Is Cost Reduction the Goal of TPS?

In a rebuttal to John Seddon‘s latest paper, An Exploration into the Failure of Lean,  Bob Emiliani asserts that the original purpose of TPS was to reduce cost. He quotes both Taiichi Ohno and Yasuhiro Monden saying so, and chides Seddon for not reading their works carefully enough. In the context of these documents, however, I think the quotes are misleading. Neither Ohno’s and Monden’s books, nor any other Japanese publication about manufacturing systems that I have seen, contain a discussion of what costs actually are.

“Cost” is assumed to be self-explanatory, as when we discuss the cost of a bottle of milk or a subway ticket. In manufacturing, with resources being shared over time among multiple uses, assigning a cost to any object, decision, or event, is anything but obvious, and is the object of spirited discussion in the world of cost accounting. You would reasonably expect the explanation of a system developed for the purpose of reducing costs to start with an explanation of what it means.

With TPS, it doesn’t. In Workplace Management, on p. 19, Ohno says “Costs do not exist to be calculated. Costs exist to be reduced.” On the face of it, it is like saying that, to lose weight, you don’t need to step on a scale. But there is no argument as to what weight is. In manufacturing, costs are whatever the accountants say they are, based on a model that takes into consideration some of the parameters of the activity, and applies rules for the depreciation of assets of time as well as their allocation among products. How well these models map to economic reality is a question that most managers don’t ask but that has been raised by academics like Robert Kaplan, and consultants like Eli Goldratt, Brian Maskell, or Orrie Fiume.

Right after saying that the purpose of the system is to reduce costs, Ohno and Monden treat the subject of costs like a can of worms that is best left unopened, and move on to topics like increasing productivity and improving quality, with the implication that it will drive costs down, regardless of what they  mean and how they are calculated.

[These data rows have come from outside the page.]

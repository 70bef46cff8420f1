extern crate strum;
#[macro_use]
extern crate strum_macros;

extern crate packed_struct;
extern crate packed_struct_codegen;
use packed_struct::prelude::*;

#[macro_use]
extern crate bitflags;

bitflags! {
    pub struct Flags: u8 {
        const CARRY = 0b000001;
        const NEG = 0b000010;
        const OVERFLOW = 0b000100;
        const ZERO = 0b001000;
        const IRQ = 0b010000;
        const INHIBIT = 0b100000;
    }
}

pub const WORD_BITS: u32 = 48;
pub const ADDRESS_BITS: u32 = 18;
pub const ROM_COUNT: usize = 3;
pub const ROM_WORD_BITS: u32 = 16;
pub const ROM_WORDS: usize = 1 << ADDRESS_BITS;
pub const ROM_BYTES: usize = ROM_WORDS * 2;

bitflags! {
    pub struct ControlWord: u64 {
        // ROM 0
        const OLED_CLEAR         = 1 << 0;  // active low
        const OLED_ENABLE        = 1 << 1;  // active low
        const OLED_READ          = 1 << 2;
        const OLED_SELECT        = 1 << 3;  // active low, command when asserted
        const TOGGLE_INHIBIT     = 1 << 4;  // flips the interrupt-inhibit flip-flop
        const IR_LOAD            = 1 << 5;
        const FLAGS_WRITE        = 1 << 6;  // active low
        const ALU_1              = 1 << 7;
        const ALU_2              = 1 << 8;
        const ALU_SELECT         = 1 << 9;  // 0: '382 function ALU, 1: '194 shift register
        const SHIFT_CLEAR        = 1 << 10; // active low
        const SEG_DISPLAY_ENABLE = 1 << 11;
        const SHIFT_CARRY_IN     = 1 << 12;
        const REG_B_WRITE        = 1 << 13; // active low
        const REG_D_WRITE        = 1 << 14; // active low
        const CLOCK_SELECT       = 1 << 15; // active low

        // ROM 1
        const SP_COUNT           = 1 << 16; // active low
        const SP_DOWN            = 1 << 17;
        const SP_LOAD            = 1 << 18;
        const HALT               = 1 << 19;
        const PORT_WRITE         = 1 << 20; // active low
        const PORT_ENABLE        = 1 << 21; // active low
        const AUX_2              = 1 << 22;
        const REG_E_WRITE        = 1 << 23;
        const REG_E_ENABLE       = 1 << 24; // active low
        const PC_LOW_ENABLE      = 1 << 25; // active low
        const PC_HIGH_ENABLE     = 1 << 26; // active low
        const XFER_LOW_WRITE     = 1 << 27;
        const STEP_RESET         = 1 << 28; // active low
        const ALU_0              = 1 << 29;
        const SEG_DISPLAY_SIGNED = 1 << 30;
        const AUX                = 1 << 31;

        // ROM 2
        const READ_0             = 1 << 32;
        const READ_1             = 1 << 33;
        const READ_2             = 1 << 34;
        const READ_3             = 1 << 35;
        const WRITE_0            = 1 << 36;
        const WRITE_1            = 1 << 37;
        const WRITE_2            = 1 << 38;
        const PORT_SELECT        = 1 << 39; // active low
        const PC_WRITE           = 1 << 40; // active low
        const PC_COUNT           = 1 << 41;
        const PC_ENABLE          = 1 << 42; // active low
        const XFER_ENABLE        = 1 << 43; // active low
        const ACC_WRITE          = 1 << 44;
        const MEM_WRITE          = 1 << 45; // active low
        const XFER_HIGH_WRITE    = 1 << 46;
        const SP_ENABLE          = 1 << 47; // active low

        // 74HCT238 3-to-8 non-inverting write decoder
        const SEG_DISPLAY_WRITE      = Self::WRITE_2.bits | Self::WRITE_1.bits | Self::WRITE_0.bits;
        const REG_I_WRITE            = Self::WRITE_2.bits | Self::WRITE_1.bits;
        const SEG_DISPLAY_TEMP_WRITE = Self::WRITE_2.bits | Self::WRITE_0.bits;
        const REG_C_WRITE            = Self::WRITE_1.bits | Self::WRITE_0.bits;
        const REG_A_WRITE            = Self::WRITE_1.bits;

        // 74HCT154 4-to-16 inverting read decoder
        const ACC_ENABLE       = Self::READ_3.bits | Self::READ_2.bits | Self::READ_1.bits | Self::READ_0.bits;
        const REG_D_ENABLE     = Self::READ_3.bits | Self::READ_2.bits | Self::READ_1.bits;
        const REG_C_ENABLE     = Self::READ_3.bits | Self::READ_2.bits | Self::READ_0.bits;
        const REG_A_ENABLE     = Self::READ_3.bits | Self::READ_2.bits;
        const REG_B_ENABLE     = Self::READ_3.bits | Self::READ_1.bits | Self::READ_0.bits;
        const FLAGS_ENABLE     = Self::READ_3.bits | Self::READ_1.bits;
        const XFER_HIGH_ENABLE = Self::READ_3.bits | Self::READ_0.bits;
        const XFER_LOW_ENABLE  = Self::READ_3.bits;
        const SP_HIGH_ENABLE   = Self::READ_2.bits | Self::READ_1.bits | Self::READ_0.bits;
        const SP_LOW_ENABLE    = Self::READ_2.bits | Self::READ_1.bits;
        const REG_I_ENABLE     = Self::READ_2.bits | Self::READ_0.bits;
        const MEM_ENABLE       = Self::READ_2.bits;

        // '382 ALU function select (ALU_ZERO is the all-clear encoding)
        const ALU_ACC_MINUS_BUS = Self::ALU_0.bits;
        const ALU_BUS_MINUS_ACC = Self::ALU_1.bits;
        const ALU_ADD           = Self::ALU_1.bits | Self::ALU_0.bits;
        const ALU_XOR           = Self::ALU_2.bits;
        const ALU_OR            = Self::ALU_2.bits | Self::ALU_0.bits;
        const ALU_AND           = Self::ALU_2.bits | Self::ALU_1.bits;
        const ALU_ALL_ONES      = Self::ALU_2.bits | Self::ALU_1.bits | Self::ALU_0.bits;

        // '194 shift register select
        const SHIFT_HOLD       = Self::ALU_SELECT.bits;
        const SHIFT_LEFT       = Self::ALU_SELECT.bits | Self::ALU_0.bits;
        const SHIFT_RIGHT      = Self::ALU_SELECT.bits | Self::ALU_1.bits;
        const ALU_MIRROR_BUS   = Self::ALU_SELECT.bits | Self::ALU_1.bits | Self::ALU_0.bits;
        const FLAGS_CLEAR_CARRY = Self::ALU_SELECT.bits | Self::ALU_2.bits;
        const FLAGS_SET_CARRY   = Self::ALU_SELECT.bits | Self::ALU_2.bits | Self::ALU_0.bits;

        // fetch cycle: PC onto the address bus, the addressed byte into the
        // instruction register, bump PC
        const FETCH = Self::PC_ENABLE.bits
            | Self::MEM_ENABLE.bits
            | Self::IR_LOAD.bits
            | Self::PC_COUNT.bits;

        // Lines that idle high on the physical board. SEG_DISPLAY_ENABLE is
        // deliberately absent: the board does not invert it.
        const ACTIVE_LOW = Self::OLED_CLEAR.bits
            | Self::OLED_ENABLE.bits
            | Self::OLED_SELECT.bits
            | Self::FLAGS_WRITE.bits
            | Self::SHIFT_CLEAR.bits
            | Self::REG_B_WRITE.bits
            | Self::REG_D_WRITE.bits
            | Self::CLOCK_SELECT.bits
            | Self::SP_COUNT.bits
            | Self::PORT_WRITE.bits
            | Self::PORT_ENABLE.bits
            | Self::REG_E_ENABLE.bits
            | Self::PC_LOW_ENABLE.bits
            | Self::PC_HIGH_ENABLE.bits
            | Self::STEP_RESET.bits
            | Self::PORT_SELECT.bits
            | Self::PC_WRITE.bits
            | Self::PC_ENABLE.bits
            | Self::XFER_ENABLE.bits
            | Self::MEM_WRITE.bits
            | Self::SP_ENABLE.bits;
    }
}

impl ControlWord {
    /// Every discrete control line, in bit order 0..48.
    pub const LINES: [ControlWord; WORD_BITS as usize] = [
        ControlWord::OLED_CLEAR,
        ControlWord::OLED_ENABLE,
        ControlWord::OLED_READ,
        ControlWord::OLED_SELECT,
        ControlWord::TOGGLE_INHIBIT,
        ControlWord::IR_LOAD,
        ControlWord::FLAGS_WRITE,
        ControlWord::ALU_1,
        ControlWord::ALU_2,
        ControlWord::ALU_SELECT,
        ControlWord::SHIFT_CLEAR,
        ControlWord::SEG_DISPLAY_ENABLE,
        ControlWord::SHIFT_CARRY_IN,
        ControlWord::REG_B_WRITE,
        ControlWord::REG_D_WRITE,
        ControlWord::CLOCK_SELECT,
        ControlWord::SP_COUNT,
        ControlWord::SP_DOWN,
        ControlWord::SP_LOAD,
        ControlWord::HALT,
        ControlWord::PORT_WRITE,
        ControlWord::PORT_ENABLE,
        ControlWord::AUX_2,
        ControlWord::REG_E_WRITE,
        ControlWord::REG_E_ENABLE,
        ControlWord::PC_LOW_ENABLE,
        ControlWord::PC_HIGH_ENABLE,
        ControlWord::XFER_LOW_WRITE,
        ControlWord::STEP_RESET,
        ControlWord::ALU_0,
        ControlWord::SEG_DISPLAY_SIGNED,
        ControlWord::AUX,
        ControlWord::READ_0,
        ControlWord::READ_1,
        ControlWord::READ_2,
        ControlWord::READ_3,
        ControlWord::WRITE_0,
        ControlWord::WRITE_1,
        ControlWord::WRITE_2,
        ControlWord::PORT_SELECT,
        ControlWord::PC_WRITE,
        ControlWord::PC_COUNT,
        ControlWord::PC_ENABLE,
        ControlWord::XFER_ENABLE,
        ControlWord::ACC_WRITE,
        ControlWord::MEM_WRITE,
        ControlWord::XFER_HIGH_WRITE,
        ControlWord::SP_ENABLE,
    ];

    pub fn is_active_low(line: ControlWord) -> bool {
        ControlWord::ACTIVE_LOW.contains(line)
    }

    /// Flips the active-low lines so that an internally asserted bit comes
    /// out at its physical level. Applied exactly once, at emission.
    pub fn normalized(self) -> ControlWord {
        ControlWord::from_bits_truncate(self.bits() ^ ControlWord::ACTIVE_LOW.bits())
    }

    /// The 16-bit slice of this word burned into the given ROM chip.
    pub fn rom_word(self, rom: usize) -> u16 {
        assert!(rom < ROM_COUNT);
        ((self.bits() >> (ROM_WORD_BITS as usize * rom)) & 0xFFFF) as u16
    }
}

#[derive(Clone, Copy, Display, Debug, PartialEq, Eq)]
#[derive(EnumCount, EnumIter, EnumString)]
pub enum GpRegister {
    A,
    B,
    C,
    D,
    E,
}

impl GpRegister {
    /// B, D, and E have discrete write lines; A and C go through the write decoder.
    pub fn write_lines(self) -> ControlWord {
        match self {
            GpRegister::A => ControlWord::REG_A_WRITE,
            GpRegister::B => ControlWord::REG_B_WRITE,
            GpRegister::C => ControlWord::REG_C_WRITE,
            GpRegister::D => ControlWord::REG_D_WRITE,
            GpRegister::E => ControlWord::REG_E_WRITE,
        }
    }

    pub fn read_lines(self) -> ControlWord {
        match self {
            GpRegister::A => ControlWord::REG_A_ENABLE,
            GpRegister::B => ControlWord::REG_B_ENABLE,
            GpRegister::C => ControlWord::REG_C_ENABLE,
            GpRegister::D => ControlWord::REG_D_ENABLE,
            GpRegister::E => ControlWord::REG_E_ENABLE,
        }
    }
}

/// The four registers reachable by the two-operand ALU instructions.
pub const GP4: [GpRegister; 4] = [GpRegister::A, GpRegister::B, GpRegister::C, GpRegister::D];

#[derive(Debug, PartialEq, PackedStruct)]
#[packed_struct(size_bytes = "3", endian = "lsb", bit_numbering = "lsb0")]
pub struct RomAddress {
    #[packed_field(bits = "0..=5")]
    pub flags: Integer<u8, packed_bits::Bits::<6>>,
    #[packed_field(bits = "6..=9")]
    pub step: Integer<u8, packed_bits::Bits::<4>>,
    #[packed_field(bits = "10..=17")]
    pub opcode: u8,
}

impl RomAddress {
    pub fn new(opcode: u8, step: u8, flags: Flags) -> RomAddress {
        RomAddress {
            flags: flags.bits().into(),
            step: step.into(),
            opcode,
        }
    }

    pub fn pack_lsb(&self) -> [u8; 3] {
        let bytes = self.pack().unwrap();
        [bytes[2], bytes[1], bytes[0]]
    }

    pub fn to_index(&self) -> u32 {
        let bytes = self.pack_lsb();
        let bytes = [bytes[0], bytes[1], bytes[2], 0];
        u32::from_le_bytes(bytes)
    }

    pub fn from_index(index: u32) -> RomAddress {
        let bytes = index.to_le_bytes();
        assert_eq!(0, bytes[3]);
        let bytes = [bytes[2], bytes[1], bytes[0]];
        RomAddress::unpack(&bytes).unwrap()
    }
}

They certainly do not advocate any of the actions that, everywhere else, are understood under the label of “cost reduction,” such as cutting every department’s budget by 5%, reducing employee benefits, brow-beating suppliers into cutting prices, and outsourcing to cheap labor countries.

Whatever Ohno’s motivation may have been to declare cost reduction as the primary purpose of TPS, I don’t find it helpful in understanding the system or communicating about it. What, on the other hand, strikes me as essential is the notion that improvement consists in enhancing one or more dimensions of performance without making any other one worse, and that it is always possible. Increasing productivity does not mean cutting corners in quality, eliminating defects does not mean adding more inspectors, and order fulfillment lead times can be shortened without increasing inventory… It is the end of management whack-a-mole.